Havia passado a chuva, a trovoada, o temporal, mas o vento gelado ainda grudava na pele. Seus olhos vermelhos pareciam duas
poças grandes d’água em um colinho de açucena. Desequilibravam e balançavam o homem, como
a água da chuva faz com o copo dessa flor. Arrisquei uma tosse, não saiu. Olhei
para o lado e me vi atrelada ao destino que acabava de se inventar pra mim.
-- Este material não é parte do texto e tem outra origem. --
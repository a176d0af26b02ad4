use super::ResolutionContext;
use super::example::parameter_example;
use crate::content::item::{ChildField, Parameter as ParameterItem};
use crate::content::{boolean_choice, non_empty, single_choice};
use crate::error::ResolveError;
use crate::openapi::parameter::{Header, Parameter, ParameterLocation, ParameterOrRef};
use crate::rich_text::{ChildRef, LabelMode};

impl ResolutionContext<'_> {
    /// Resolve an operation's parameters in field order.
    ///
    /// Linked parameters are registered once under their name and referenced;
    /// components are inlined.
    pub fn parameters(&mut self, field: &ChildField) -> Result<Vec<ParameterOrRef>, ResolveError> {
        let graph = self.graph;
        let mut parameters = Vec::new();
        for child in field.children() {
            let item = graph.parameter(&child.codename)?;
            let name = non_empty(&item.name).unwrap_or_else(|| child.codename.clone());

            if !child.is_item {
                let parameter = self.build_parameter(&child.codename, &name, item)?;
                parameters.push(ParameterOrRef::Parameter(Box::new(parameter)));
                continue;
            }
            if !self.components.parameters.contains_key(&name) {
                let parameter = self.build_parameter(&child.codename, &name, item)?;
                self.components.parameters.insert(name.clone(), parameter);
            }
            parameters.push(ParameterOrRef::component(&name));
        }
        Ok(parameters)
    }

    fn build_parameter(
        &mut self,
        codename: &str,
        name: &str,
        item: &ParameterItem,
    ) -> Result<Parameter, ResolveError> {
        let location = single_choice(&item.location)
            .and_then(ParameterLocation::parse)
            .ok_or_else(|| ResolveError::InvalidFieldValue {
                codename: codename.to_string(),
                field: "location",
                value: item.location.join(","),
            })?;
        let header = self.header(codename, item)?;

        Ok(Parameter {
            name: name.to_string(),
            location,
            description: header.description,
            required: header.required,
            deprecated: header.deprecated,
            style: single_choice(&item.style).map(str::to_string),
            explode: boolean_choice(&item.explode),
            schema: header.schema,
            example: header.example,
        })
    }

    /// The location-independent part of a parameter item.
    pub(crate) fn header(&mut self, codename: &str, item: &ParameterItem) -> Result<Header, ResolveError> {
        let description = self.describe(&item.description, LabelMode::CalloutsOnly)?;

        let graph = self.graph;
        let (schema, linked_schema) = match self.single_slot("schema", codename, &item.schema)? {
            Some(linked) => {
                let entry = self.resolve_child(&ChildRef::linked(linked))?;
                (Some(entry.schema), Some(graph.schema(linked)?))
            }
            None => (None, None),
        };
        let example = non_empty(&item.example).map(|raw| parameter_example(linked_schema, &raw));

        Ok(Header {
            description,
            required: boolean_choice(&item.required),
            deprecated: boolean_choice(&item.deprecated),
            schema,
            example,
        })
    }
}
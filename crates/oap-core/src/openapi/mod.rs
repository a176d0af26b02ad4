//! The OpenAPI 3.0 document produced by the assembler.
//!
//! Every map is an [`indexmap::IndexMap`] so that serialized output follows
//! the order in which the content graph was traversed.

pub mod components;
pub mod media_type;
pub mod operation;
pub mod parameter;
pub mod request_body;
pub mod response;
pub mod schema;
pub mod security;
pub mod server;
pub mod spec;

use std::fmt;

/// Version string written into every generated document.
pub const OPENAPI_VERSION: &str = "3.0.2";

/// A section of the `components` object that can be the target of a `$ref`.
#[derive(Debug, Clone, Copy, PartialEq, Eq)]
pub enum ComponentSection {
    Schemas,
    Parameters,
    RequestBodies,
    Responses,
}

impl ComponentSection {
    pub fn as_str(self) -> &'static str {
        match self {
            ComponentSection::Schemas => "schemas",
            ComponentSection::Parameters => "parameters",
            ComponentSection::RequestBodies => "requestBodies",
            ComponentSection::Responses => "responses",
        }
    }
}

impl fmt::Display for ComponentSection {
    fn fmt(&self, f: &mut fmt::Formatter<'_>) -> fmt::Result {
        f.write_str(self.as_str())
    }
}

/// Build a local `$ref` path like `#/components/schemas/Foo`.
pub fn component_ref(section: ComponentSection, name: &str) -> String {
    format!("#/components/{section}/{name}")
}
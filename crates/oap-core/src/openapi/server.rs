use serde::Serialize;

/// A server URL definition.
#[derive(Debug, Clone, PartialEq, Serialize)]
pub struct Server {
    pub url: String,

    #[serde(skip_serializing_if = "Option::is_none")]
    pub description: Option<String>,
}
Estávamos no carro e tudo lá fora era molhado de tristeza, e eu pensava no
quanto tudo ali dentro era seco da alegria que um dia sentimos juntos.
Olhei
o caminho longo que agora se formava da janela. Rumos estranhos, mal traçados.
Todos os galhos das árvores lembravam sobras de trilhas que não tinham um
começo visível e nem se podia ver seus fins porque as folhas impediam. Incerto
futuro, pensei. Recorro sempre às chaves em minhas inseguranças, lembram-me saídas e chegadas. Segurei-as entre meus dedos tensos, com certa frouxidão. Precisava
da certeza da ida e o barulho das chaves provocava isso em mim. Aquele tinguelingue quando
elas esbarram umas nas outras, arranham minhas horas. Sempre foi assim,
percebo meu tempo nas chaves, pelo balanço delas vejo se ele está vencido ou se começa a ser contado.
Dizer o que, quando as chaves já me
diziam tudo e quando o momento roía-me os calcanhares? O meu ir, gritava dentro e só eu sabia o quanto gritava alto, quase que dava para se ouvir de
fora. Olhar o longe era a arma contra ver do canto dos olhos doces, desaguar o tudo
represado e ainda dificultar a descida da minha montanha. Ah, a montanha... Uma
descida sonhada, bem-vinda, que pensava eu, seria uma disparada como um esqui deslizando
na neve, um escorregador sem fim, uma bicicleta sem freios, um mundo sem
atalhos, sem curvas. Meu coração moleque de rua iria descruzar os braços, destravar as pernas, pisar macio os pés sujos e correr esvoaçando com o vento os cabelos suados, rumo ao novo caminho. Ele queria experimentar a
vida irresponsável de sair na correria, sem alma, sem calma, desarmado, desimpedido,
descompassado, desatrelado, despedido, e todos os “des” mais existentes. Ir, ir
e ir. Deixar para trás os idos, os tidos, os vividos, os investidos, os lidos e
buscar os “rá” que se formariam a partir dali. Abri os braços e a vida foi me invandindo, me inflando e se acomodando em mim. Pus uma venda nos meus olhos de enxergar o passado e abri uma fenda no futuro.